Foi justamente isso que tornou esse tipo de transação tão interessante para os investidores americanos. Afinal, se um município realmente abrir um processo de insolvência, o governo do estado ou a União é que são responsáveis por tirá-lo do buraco. Isso evidentemente representa uma forte garantia para esse tipo de negócio.
Dinheiro da arrecadação para pagar a crise
E os municípios não são os únicos que poderiam precisar de ajuda do Estado devido aos acordos de arrendamento mercantil internacional. Muitos dos bancos alemães hoje abalados pela crise financeira também se envolveram nesse tipo de negócio.
E pode muito bem ser que as dívidas geradas por essas transações tenham que agora ser cobertas pelos pacotes conjunturais do governo alemão. E tudo isso com o dinheiro do contribuinte.

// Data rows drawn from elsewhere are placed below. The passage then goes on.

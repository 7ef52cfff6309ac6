use chrono::{DateTime, SecondsFormat, Utc};
use serde::Serialize;

use crate::domain::Article;

/// Presentation settings shared by every embed.
#[derive(Debug, Clone)]
pub struct EmbedStyle {
    pub color: u32,
    pub footer: String,
}

impl Default for EmbedStyle {
    fn default() -> Self {
        Self {
            color: 0xFF6600,
            footer: "GIGAZINE".to_string(),
        }
    }
}

/// Body of a webhook POST.
#[derive(Debug, Clone, Serialize)]
pub struct WebhookPayload {
    pub embeds: Vec<Embed>,
}

#[derive(Debug, Clone, Serialize)]
pub struct Embed {
    pub title: String,
    pub url: String,
    pub description: String,
    pub color: u32,
    pub footer: EmbedFooter,
    pub timestamp: String,
    #[serde(skip_serializing_if = "Option::is_none")]
    pub image: Option<EmbedImage>,
}

#[derive(Debug, Clone, Serialize)]
pub struct EmbedFooter {
    pub text: String,
}

#[derive(Debug, Clone, Serialize)]
pub struct EmbedImage {
    pub url: String,
}

impl WebhookPayload {
    /// Single-embed payload for `article`, stamped with `sent_at` rather than
    /// the article's own date.
    pub fn for_article(article: &Article, style: &EmbedStyle, sent_at: DateTime<Utc>) -> Self {
        let embed = Embed {
            title: article.title.clone(),
            url: article.link.clone(),
            description: article.summary.clone(),
            color: style.color,
            footer: EmbedFooter {
                text: style.footer.clone(),
            },
            timestamp: sent_at.to_rfc3339_opts(SecondsFormat::Millis, true),
            // Full-size image, not a thumbnail
            image: article.image.clone().map(|url| EmbedImage { url }),
        };

        Self {
            embeds: vec![embed],
        }
    }
}
use serde::{Deserialize, Serialize};
use serde_json::{Map, Value};

/// Cross-run record of published article IDs.
///
/// `last_posted_ids` is kept in the order IDs were recorded, oldest first,
/// without duplicates. Trimming drops from the front so the most recent
/// IDs survive.
#[derive(Debug, Clone, Default, PartialEq, Serialize, Deserialize)]
pub struct PostedState {
    #[serde(default)]
    pub last_posted_ids: Vec<String>,

    /// Unknown keys in the stored document, written back untouched.
    #[serde(flatten)]
    pub extra: Map<String, Value>,
}

impl PostedState {
    pub fn new() -> Self {
        Self::default()
    }

    pub fn from_json(content: &str) -> serde_json::Result<Self> {
        let mut state: Self = serde_json::from_str(content)?;
        state.dedup();
        Ok(state)
    }

    /// Pretty-printed JSON with two-space indentation. Non-ASCII is kept as-is.
    pub fn to_json(&self) -> serde_json::Result<String> {
        serde_json::to_string_pretty(self)
    }

    pub fn contains(&self, id: &str) -> bool {
        self.last_posted_ids.iter().any(|posted| posted == id)
    }

    /// Append `id` unless it is already present. Returns whether it was added.
    pub fn record(&mut self, id: &str) -> bool {
        if self.contains(id) {
            return false;
        }
        self.last_posted_ids.push(id.to_string());
        true
    }

    /// Keep at most `limit` of the most recently recorded IDs.
    pub fn trim(&mut self, limit: usize) {
        let len = self.last_posted_ids.len();
        if len > limit {
            self.last_posted_ids.drain(..len - limit);
        }
    }

    pub fn len(&self) -> usize {
        self.last_posted_ids.len()
    }

    pub fn is_empty(&self) -> bool {
        self.last_posted_ids.is_empty()
    }

    // First occurrence wins.
    fn dedup(&mut self) {
        let mut seen = std::collections::HashSet::new();
        self.last_posted_ids.retain(|id| seen.insert(id.clone()));
    }
}
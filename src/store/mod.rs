pub mod gist;
pub mod memory;

use async_trait::async_trait;

use crate::domain::PostedState;

pub use gist::GistStore;
pub use memory::MemoryStore;

#[derive(Debug, thiserror::Error)]
pub enum StoreError {
    #[error("State store credentials are not configured")]
    NotConfigured,

    #[error("State store returned HTTP {0}")]
    Status(u16),

    #[error("HTTP error: {0}")]
    Http(#[from] reqwest::Error),

    #[error("Malformed state document: {0}")]
    Json(#[from] serde_json::Error),

    #[error("State store unavailable: {0}")]
    Unavailable(String),
}

/// Persistence for the posted-ID history between runs.
#[async_trait]
pub trait StateStore {
    /// Read the stored state. A document without the state file yields an
    /// empty state, not an error.
    async fn load(&self) -> Result<PostedState, StoreError>;

    /// Overwrite the stored state.
    async fn save(&self, state: &PostedState) -> Result<(), StoreError>;
}
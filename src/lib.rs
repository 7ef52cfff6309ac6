//! # newsrelay
//!
//! Polls a news site's RSS feed and posts articles it has not posted before
//! to a webhook, remembering what was sent in a remote JSON document.
//!
//! ## Architecture
//!
//! A single linear pass, run once per invocation by an external scheduler:
//!
//! ```text
//! StateStore::load → Fetcher → Normalizer → filter → Publisher → StateStore::save
//! ```
//!
//! ## Quick Start
//!
//! ```bash
//! export DISCORD_WEBHOOK_URL=https://discord.com/api/webhooks/...
//! export GIST_TOKEN=... GIST_ID=...
//!
//! # Publish new articles
//! newsrelay
//!
//! # See what would be posted
//! newsrelay run --dry-run
//! newsrelay preview
//! ```

/// Application context and error handling.
///
/// The [`AppContext`](app::AppContext) struct wires together fetcher,
/// normalizer, state store and publisher.
pub mod app;

/// Command-line interface using clap.
///
/// - `run [--dry-run]` - Publish new articles (default)
/// - `preview` - List feed entries with their posted status
/// - `state` - Print the persisted IDs
pub mod cli;

/// Configuration from a TOML file and environment variables.
pub mod config;

/// Core domain models.
///
/// - [`Article`](domain::Article): A normalized feed entry
/// - [`PostedState`](domain::PostedState): Ordered, capped history of posted IDs
pub mod domain;

/// HTTP retrieval of the feed document.
pub mod fetcher;

/// Feed parsing into bounded article lists.
pub mod normalizer;

/// Webhook publishing.
///
/// - [`Publisher`](publisher::Publisher): Async trait for delivery
/// - [`DiscordWebhook`](publisher::DiscordWebhook): Embed payloads over HTTP POST
/// - [`DryRunPublisher`](publisher::DryRunPublisher): Prints payloads to stdout
pub mod publisher;

/// The load → fetch → publish → save pass.
pub mod relay;

/// Tag stripping, entity decoding and truncation.
pub mod sanitizer;

/// Persistence of the posted-ID history.
///
/// - [`StateStore`](store::StateStore): Trait for load/save
/// - [`GistStore`](store::GistStore): GitHub gist backed
/// - [`MemoryStore`](store::MemoryStore): In-process
pub mod store;
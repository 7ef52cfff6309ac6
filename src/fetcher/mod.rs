pub mod http_fetcher;

use async_trait::async_trait;

use crate::app::Result;

pub use http_fetcher::HttpFetcher;

#[async_trait]
pub trait Fetcher {
    /// Retrieve the raw feed document at `url`.
    async fn fetch(&self, url: &str) -> Result<Vec<u8>>;
}
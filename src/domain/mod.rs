pub mod article;
pub mod state;

pub use article::Article;
pub use state::PostedState;
use std::sync::Arc;
use std::time::Duration;

use reqwest::Client;

use crate::app::error::Result;
use crate::config::Config;
use crate::fetcher::{Fetcher, HttpFetcher};
use crate::normalizer::Normalizer;
use crate::publisher::{DiscordWebhook, DryRunPublisher, EmbedStyle, Publisher};
use crate::store::{GistStore, StateStore};

pub struct AppContext {
    pub config: Config,
    pub fetcher: Arc<dyn Fetcher + Send + Sync>,
    pub normalizer: Normalizer,
    pub store: Arc<dyn StateStore + Send + Sync>,
    pub publisher: Arc<dyn Publisher + Send + Sync>,
}

impl AppContext {
    /// Wire up the HTTP-backed components. With `dry_run`, payloads are
    /// printed instead of posted.
    pub fn new(config: Config, dry_run: bool) -> Result<Self> {
        let client = Client::builder()
            .timeout(Duration::from_secs(config.http.timeout_secs))
            .gzip(true)
            .brotli(true)
            .user_agent(config.http.user_agent.as_str())
            .build()?;

        let style = EmbedStyle {
            color: config.webhook.color,
            footer: config.webhook.footer.clone(),
        };

        let fetcher: Arc<dyn Fetcher + Send + Sync> = Arc::new(HttpFetcher::new(client.clone()));
        let store: Arc<dyn StateStore + Send + Sync> =
            Arc::new(GistStore::new(client.clone(), &config.state));
        let publisher: Arc<dyn Publisher + Send + Sync> = if dry_run {
            Arc::new(DryRunPublisher::new(style))
        } else {
            Arc::new(DiscordWebhook::new(client, config.webhook.url.clone(), style))
        };

        Ok(Self::from_parts(config, fetcher, store, publisher))
    }

    /// Assemble a context from existing components.
    pub fn from_parts(
        config: Config,
        fetcher: Arc<dyn Fetcher + Send + Sync>,
        store: Arc<dyn StateStore + Send + Sync>,
        publisher: Arc<dyn Publisher + Send + Sync>,
    ) -> Self {
        let normalizer = Normalizer::new(config.feed.max_articles, config.feed.summary_max_chars);

        Self {
            config,
            fetcher,
            normalizer,
            store,
            publisher,
        }
    }
}
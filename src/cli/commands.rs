use crate::app::{AppContext, Result};
use crate::relay::{self, RunOptions};

pub async fn run(ctx: &AppContext, dry_run: bool) -> Result<()> {
    println!("=== newsrelay ===");
    println!("Time: {}", chrono::Local::now().to_rfc3339());

    let options = RunOptions { persist: !dry_run };
    let report = relay::run_once(ctx, options).await?;

    if !report.failed.is_empty() {
        eprintln!("  {} articles failed and will be retried", report.failed.len());
    }
    println!("=== Done: {} articles posted ===", report.posted.len());
    Ok(())
}

pub async fn preview(ctx: &AppContext) -> Result<()> {
    let state = relay::load_state(ctx.store.as_ref()).await;
    let articles = relay::fetch_articles(ctx).await?;

    if articles.is_empty() {
        println!("No articles");
        return Ok(());
    }

    for article in articles {
        let marker = if state.contains(&article.id) { " " } else { "*" };
        println!("{} {}\n    {}", marker, article.display_title(), article.id);
    }

    Ok(())
}

pub async fn show_state(ctx: &AppContext) -> Result<()> {
    let state = relay::load_state(ctx.store.as_ref()).await;

    if state.is_empty() {
        println!("No posted articles");
        return Ok(());
    }

    println!("{} posted articles (oldest first):", state.len());
    for id in &state.last_posted_ids {
        println!("  {}", id);
    }

    Ok(())
}
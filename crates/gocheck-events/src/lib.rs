// Copyright (c) 2026 - present Nicholas D. Crosbie
// SPDX-License-Identifier: MIT

//! gocheck-events: structured test events from gocheck output
//!
//! This library crate reads the line-oriented output of the gocheck test runner
//! and translates recognized status lines (`****** Running`, `PASS:`, `FAIL:`,
//! `SKIP:`) into [`Event`]s delivered to an [`EventSink`].
//!
//! # Example
//!
//! ```
//! use gocheck_events::prelude::*;
//!
//! let mut parser = LineEventParser::new(RecordingSink::new());
//! parser.write(b"SKIP: /tmp/job/info_test.go:36: suite.TestSkip (no network)\n");
//!
//! let event = &parser.sink().events()[0];
//! assert_eq!(event.status, Status::Skip);
//! assert_eq!(event.attachment_bytes(), Some(&b"no network"[..]));
//! ```

pub mod error;
pub mod event;
pub mod parser;
pub mod sink;

pub use error::ReportError;
pub use event::{Attachment, Event, Status};
pub use parser::{LineEventParser, classify_line};
pub use sink::{EventSink, JsonLinesSink, RecordingSink, StatusTally};

/// Re-export commonly used types
pub mod prelude {
    pub use crate::error::ReportError;
    pub use crate::event::{Event, Status};
    pub use crate::parser::LineEventParser;
    pub use crate::sink::{EventSink, RecordingSink};
}
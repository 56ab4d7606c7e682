// Copyright (c) 2026 - present Nicholas D. Crosbie
// SPDX-License-Identifier: MIT

//! gocheck-events-cli library
//!
//! This module exports the configuration and stream processing of the
//! `gocheck-events` binary for use in integration tests.

pub mod config;
pub mod report;
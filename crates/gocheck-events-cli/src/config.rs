// Copyright (c) 2026 - present Nicholas D. Crosbie
// SPDX-License-Identifier: MIT

//! Configuration for the gocheck-events reporter
//!
//! This module provides the command line options of the binary: where gocheck
//! output is read from, where events are written, and logging options.

use std::path::PathBuf;

use clap::Parser;

/// Gocheck events - structured test events from gocheck output
#[derive(Parser, Debug, Clone, Default)]
#[command(name = "gocheck-events")]
#[command(version, about, long_about = None)]
pub struct Config {
    /// Path to a file holding gocheck output
    ///
    /// Defaults to reading stdin, so the reporter can sit at the end of a pipe:
    ///   go test ./... -check.vv | gocheck-events
    #[arg(short, long, env = "GOCHECK_EVENTS_INPUT")]
    pub input: Option<PathBuf>,

    /// Path to write JSON-lines events to
    ///
    /// The file is created or truncated. Defaults to stdout.
    #[arg(short, long, env = "GOCHECK_EVENTS_OUTPUT")]
    pub output: Option<PathBuf>,

    /// Copy the raw gocheck output to stderr while parsing
    #[arg(long, default_value = "false")]
    pub echo: bool,

    /// Exit with a non-zero status when any test failed
    #[arg(long, default_value = "false")]
    pub strict: bool,

    /// Enable verbose logging (debug level)
    ///
    /// Logs every recognized event. Logs are written to stderr so they never
    /// mix with events on stdout.
    #[arg(short, long, default_value = "false")]
    pub verbose: bool,

    /// Quiet mode - suppress info-level logs
    ///
    /// Only errors and warnings will be logged.
    #[arg(short, long, default_value = "false")]
    pub quiet: bool,
}

impl Config {
    /// Validate the configuration
    ///
    /// # Errors
    ///
    /// Returns an error if the input path is specified but doesn't exist or
    /// is not a regular file.
    pub fn validate(&self) -> Result<(), ConfigError> {
        if let Some(ref input) = self.input {
            if !input.exists() {
                return Err(ConfigError::InputNotFound(input.clone()));
            }
            if !input.is_file() {
                return Err(ConfigError::InputNotFile(input.clone()));
            }
        }
        Ok(())
    }

    /// Get the log level based on verbose/quiet flags
    #[must_use]
    pub fn log_level(&self) -> tracing::Level {
        if self.verbose {
            tracing::Level::DEBUG
        } else if self.quiet {
            tracing::Level::WARN
        } else {
            tracing::Level::INFO
        }
    }
}

/// Configuration errors
#[derive(Debug, thiserror::Error)]
pub enum ConfigError {
    /// Input path not found
    #[error("Input file not found: {0}")]
    InputNotFound(PathBuf),

    /// Input path is not a regular file
    #[error("Input path is not a file: {0}")]
    InputNotFile(PathBuf),
}
// Copyright (c) 2026 - present Nicholas D. Crosbie
// SPDX-License-Identifier: MIT

//! gocheck-events: turn gocheck test output into structured test events
//!
//! This binary reads gocheck output from a file or stdin and writes one JSON
//! object per recognized test event to a file or stdout.

use std::fs::File;
use std::io::{self, BufRead, BufReader, BufWriter, Write};
use std::process::ExitCode;

use anyhow::Context;
use clap::Parser;
use tracing::{error, info, warn};

use gocheck_events_cli::config::Config;
use gocheck_events_cli::report::{exit_code, process};

fn main() -> ExitCode {
    let config = Config::parse();

    // Logs go to stderr; stdout carries the events
    tracing_subscriber::fmt()
        .with_writer(io::stderr)
        .with_env_filter(
            tracing_subscriber::EnvFilter::from_default_env()
                .add_directive(config.log_level().into()),
        )
        .init();

    match run(&config) {
        Ok(code) => code,
        Err(e) => {
            error!("{e:#}");
            ExitCode::FAILURE
        }
    }
}

fn run(config: &Config) -> anyhow::Result<ExitCode> {
    config.validate()?;

    let reader: Box<dyn BufRead> = match &config.input {
        Some(path) => {
            let file = File::open(path)
                .with_context(|| format!("Failed to open input {}", path.display()))?;
            Box::new(BufReader::new(file))
        }
        None => Box::new(io::stdin().lock()),
    };

    let writer: Box<dyn Write> = match &config.output {
        Some(path) => {
            let file = File::create(path)
                .with_context(|| format!("Failed to create output {}", path.display()))?;
            Box::new(BufWriter::new(file))
        }
        None => Box::new(BufWriter::new(io::stdout().lock())),
    };

    let mut stderr = io::stderr();
    let echo: Option<&mut dyn Write> = if config.echo {
        Some(&mut stderr)
    } else {
        None
    };

    info!("Reading gocheck output...");
    let tally = process(reader, writer, echo).context("Failed to process gocheck output")?;

    info!(
        passed = tally.passed(),
        failed = tally.failed(),
        skipped = tally.skipped(),
        "Gocheck run summarized"
    );
    for test_id in tally.failing_tests() {
        warn!(test_id = %test_id, "Test failed");
    }

    Ok(exit_code(config, &tally))
}
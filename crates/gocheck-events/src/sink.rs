// Copyright (c) 2026 - present Nicholas D. Crosbie
// SPDX-License-Identifier: MIT

//! Event sinks
//!
//! An [`EventSink`] receives every event the parser recognizes. The crate ships
//! a recording double for tests, a JSON-lines transport for production use and
//! a tally that aggregates statuses. Sinks compose: `&mut S` is a sink, and a
//! pair `(A, B)` forwards each event to both members.

use std::borrow::Cow;
use std::io::Write;

use chrono::{DateTime, Utc};
use serde::Serialize;

use crate::error::ReportError;
use crate::event::{Event, Status};

/// Destination for parsed test events
pub trait EventSink {
    /// Deliver one event
    ///
    /// # Errors
    ///
    /// Returns an error if the event could not be delivered downstream.
    fn status(&mut self, event: &Event) -> Result<(), ReportError>;

    /// Flush any buffered output
    ///
    /// # Errors
    ///
    /// Returns an error if the underlying transport fails to flush.
    fn flush(&mut self) -> Result<(), ReportError> {
        Ok(())
    }
}

impl<S: EventSink + ?Sized> EventSink for &mut S {
    fn status(&mut self, event: &Event) -> Result<(), ReportError> {
        (**self).status(event)
    }

    fn flush(&mut self) -> Result<(), ReportError> {
        (**self).flush()
    }
}

impl<A: EventSink, B: EventSink> EventSink for (A, B) {
    fn status(&mut self, event: &Event) -> Result<(), ReportError> {
        // Both sinks see the event even if the first one fails.
        let first = self.0.status(event);
        let second = self.1.status(event);
        first.and(second)
    }

    fn flush(&mut self) -> Result<(), ReportError> {
        let first = self.0.flush();
        let second = self.1.flush();
        first.and(second)
    }
}

// ============================================================================
// Recording sink
// ============================================================================

/// Sink that keeps every event it receives
#[derive(Debug, Clone, Default)]
pub struct RecordingSink {
    events: Vec<Event>,
}

impl RecordingSink {
    /// Create an empty recording sink
    #[must_use]
    pub fn new() -> Self {
        Self::default()
    }

    /// Events received so far, in arrival order
    #[must_use]
    pub fn events(&self) -> &[Event] {
        &self.events
    }

    /// Number of events received
    #[must_use]
    pub fn len(&self) -> usize {
        self.events.len()
    }

    /// Whether no event has been received
    #[must_use]
    pub fn is_empty(&self) -> bool {
        self.events.is_empty()
    }

    /// Forget all recorded events
    pub fn clear(&mut self) {
        self.events.clear();
    }

    /// Take the recorded events, leaving the sink empty
    pub fn take(&mut self) -> Vec<Event> {
        std::mem::take(&mut self.events)
    }
}

impl EventSink for RecordingSink {
    fn status(&mut self, event: &Event) -> Result<(), ReportError> {
        self.events.push(event.clone());
        Ok(())
    }
}

// ============================================================================
// JSON lines sink
// ============================================================================

/// Wire form of an event written by [`JsonLinesSink`]
#[derive(Debug, Serialize)]
struct EventRecord<'a> {
    test_id: &'a str,
    status: Status,
    timestamp: DateTime<Utc>,
    #[serde(skip_serializing_if = "Option::is_none")]
    mime: Option<&'a str>,
    #[serde(skip_serializing_if = "Option::is_none")]
    attachment_name: Option<&'a str>,
    #[serde(skip_serializing_if = "Option::is_none")]
    attachment: Option<Cow<'a, str>>,
}

impl<'a> EventRecord<'a> {
    fn new(event: &'a Event, timestamp: DateTime<Utc>) -> Self {
        Self {
            test_id: &event.test_id,
            status: event.status,
            timestamp,
            mime: event.mime(),
            attachment_name: event.attachment_name(),
            attachment: event.attachment_bytes().map(String::from_utf8_lossy),
        }
    }
}

/// Sink writing one JSON object per line to a writer
///
/// Each record carries the test id, status, the UTC time the event was
/// written and, for skips, the attachment as text.
pub struct JsonLinesSink<W: Write> {
    writer: W,
}

impl<W: Write> JsonLinesSink<W> {
    /// Wrap a writer
    pub fn new(writer: W) -> Self {
        Self { writer }
    }

    /// Recover the underlying writer
    pub fn into_inner(self) -> W {
        self.writer
    }
}

impl<W: Write> EventSink for JsonLinesSink<W> {
    fn status(&mut self, event: &Event) -> Result<(), ReportError> {
        let record = EventRecord::new(event, Utc::now());
        serde_json::to_writer(&mut self.writer, &record)?;
        self.writer.write_all(b"\n")?;
        Ok(())
    }

    fn flush(&mut self) -> Result<(), ReportError> {
        self.writer.flush()?;
        Ok(())
    }
}

// ============================================================================
// Status tally
// ============================================================================

/// Sink counting events per status
#[derive(Debug, Clone, Default, PartialEq, Eq)]
pub struct StatusTally {
    exists: usize,
    passed: usize,
    failed: usize,
    skipped: usize,
    failing: Vec<String>,
}

impl StatusTally {
    /// Create an empty tally
    #[must_use]
    pub fn new() -> Self {
        Self::default()
    }

    /// Number of `exists` events
    #[must_use]
    pub fn exists(&self) -> usize {
        self.exists
    }

    /// Number of `success` events
    #[must_use]
    pub fn passed(&self) -> usize {
        self.passed
    }

    /// Number of `fail` events
    #[must_use]
    pub fn failed(&self) -> usize {
        self.failed
    }

    /// Number of `skip` events
    #[must_use]
    pub fn skipped(&self) -> usize {
        self.skipped
    }

    /// Number of terminal events (success, fail, skip)
    #[must_use]
    pub fn total_finished(&self) -> usize {
        self.passed + self.failed + self.skipped
    }

    /// Check if no test failed
    #[must_use]
    pub fn all_passed(&self) -> bool {
        self.failed == 0
    }

    /// Ids of failed tests in the order they were reported
    #[must_use]
    pub fn failing_tests(&self) -> &[String] {
        &self.failing
    }
}

impl EventSink for StatusTally {
    fn status(&mut self, event: &Event) -> Result<(), ReportError> {
        match event.status {
            Status::Exists => self.exists += 1,
            Status::Success => self.passed += 1,
            Status::Fail => {
                self.failed += 1;
                self.failing.push(event.test_id.clone());
            }
            Status::Skip => self.skipped += 1,
        }
        Ok(())
    }
}
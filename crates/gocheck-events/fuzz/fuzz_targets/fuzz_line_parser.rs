// Copyright (c) 2026 - present Nicholas D. Crosbie
// SPDX-License-Identifier: MIT

//! Fuzz target for the line parser
//!
//! Arbitrary bytes go through `LineEventParser::write`, which must never panic
//! and must only emit events with a non-empty test id.

#![no_main]

use libfuzzer_sys::fuzz_target;

use gocheck_events::{LineEventParser, RecordingSink};

fuzz_target!(|data: &[u8]| {
    let mut parser = LineEventParser::new(RecordingSink::new());
    let emitted = parser.write(data);

    let events = parser.into_sink().take();
    assert_eq!(emitted, events.len());
    assert!(events.iter().all(|e| !e.test_id.is_empty()));
});
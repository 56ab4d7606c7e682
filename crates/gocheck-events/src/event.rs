// Copyright (c) 2026 - present Nicholas D. Crosbie
// SPDX-License-Identifier: MIT

//! Test event types

use serde::{Deserialize, Serialize};
use std::fmt;

/// MIME type attached to skip reasons
pub const TEXT_PLAIN_UTF8: &str = "text/plain;charset=utf8";

/// Attachment name used for skip reasons
pub const REASON_ATTACHMENT: &str = "reason";

/// Lifecycle status carried by an [`Event`]
#[derive(Debug, Clone, Copy, PartialEq, Eq, Hash, Serialize, Deserialize)]
#[serde(rename_all = "lowercase")]
pub enum Status {
    /// The test was announced as running
    Exists,
    /// The test passed
    Success,
    /// The test failed
    Fail,
    /// The test was skipped
    Skip,
}

impl Status {
    /// Wire name of the status
    #[must_use]
    pub fn as_str(self) -> &'static str {
        match self {
            Self::Exists => "exists",
            Self::Success => "success",
            Self::Fail => "fail",
            Self::Skip => "skip",
        }
    }

    /// Whether the status ends a test (anything but `exists`)
    #[must_use]
    pub fn is_terminal(self) -> bool {
        !matches!(self, Self::Exists)
    }
}

impl fmt::Display for Status {
    fn fmt(&self, f: &mut fmt::Formatter<'_>) -> fmt::Result {
        f.write_str(self.as_str())
    }
}

/// A named detail blob attached to an event
#[derive(Debug, Clone, PartialEq, Eq, Serialize, Deserialize)]
pub struct Attachment {
    /// MIME type of the content
    pub mime: String,
    /// Name of the attachment
    pub name: String,
    /// Raw content
    pub bytes: Vec<u8>,
}

impl Attachment {
    /// Plain-text attachment holding a skip reason
    #[must_use]
    pub fn reason(text: &str) -> Self {
        Self {
            mime: TEXT_PLAIN_UTF8.to_string(),
            name: REASON_ATTACHMENT.to_string(),
            bytes: text.as_bytes().to_vec(),
        }
    }
}

/// One observed test-lifecycle occurrence
#[derive(Debug, Clone, PartialEq, Eq, Serialize, Deserialize)]
pub struct Event {
    /// Dotted `Suite.Test` identifier
    pub test_id: String,
    /// Observed status
    pub status: Status,
    /// Optional detail (only skip events carry one)
    pub attachment: Option<Attachment>,
}

impl Event {
    /// Create an event without an attachment
    #[must_use]
    pub fn new(test_id: impl Into<String>, status: Status) -> Self {
        Self {
            test_id: test_id.into(),
            status,
            attachment: None,
        }
    }

    /// Attach a detail blob
    #[must_use]
    pub fn with_attachment(mut self, attachment: Attachment) -> Self {
        self.attachment = Some(attachment);
        self
    }

    /// MIME type of the attachment, if any
    #[must_use]
    pub fn mime(&self) -> Option<&str> {
        self.attachment.as_ref().map(|a| a.mime.as_str())
    }

    /// Name of the attachment, if any
    #[must_use]
    pub fn attachment_name(&self) -> Option<&str> {
        self.attachment.as_ref().map(|a| a.name.as_str())
    }

    /// Content of the attachment, if any
    #[must_use]
    pub fn attachment_bytes(&self) -> Option<&[u8]> {
        self.attachment.as_ref().map(|a| a.bytes.as_slice())
    }
}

Mesmo que municípios como Bochum tentem hoje sair o mais rápido possível desses acordos, eles não mudam de ideia: da perspectiva daquela época foi correto assinar contratos de arrendamento mercantil internacional a fim de tapar os buracos do orçamento municipal – afinal, ninguém poderia prever a crise financeira.
O ministro alemão das Finanças, Peer Steinbrück, no entanto, vê as coisas de forma diferente. Ele afirma que os contratos de arrendamento mercantil internacional jamais deveriam ter sido assinados. Os riscos eram simplesmente altos demais.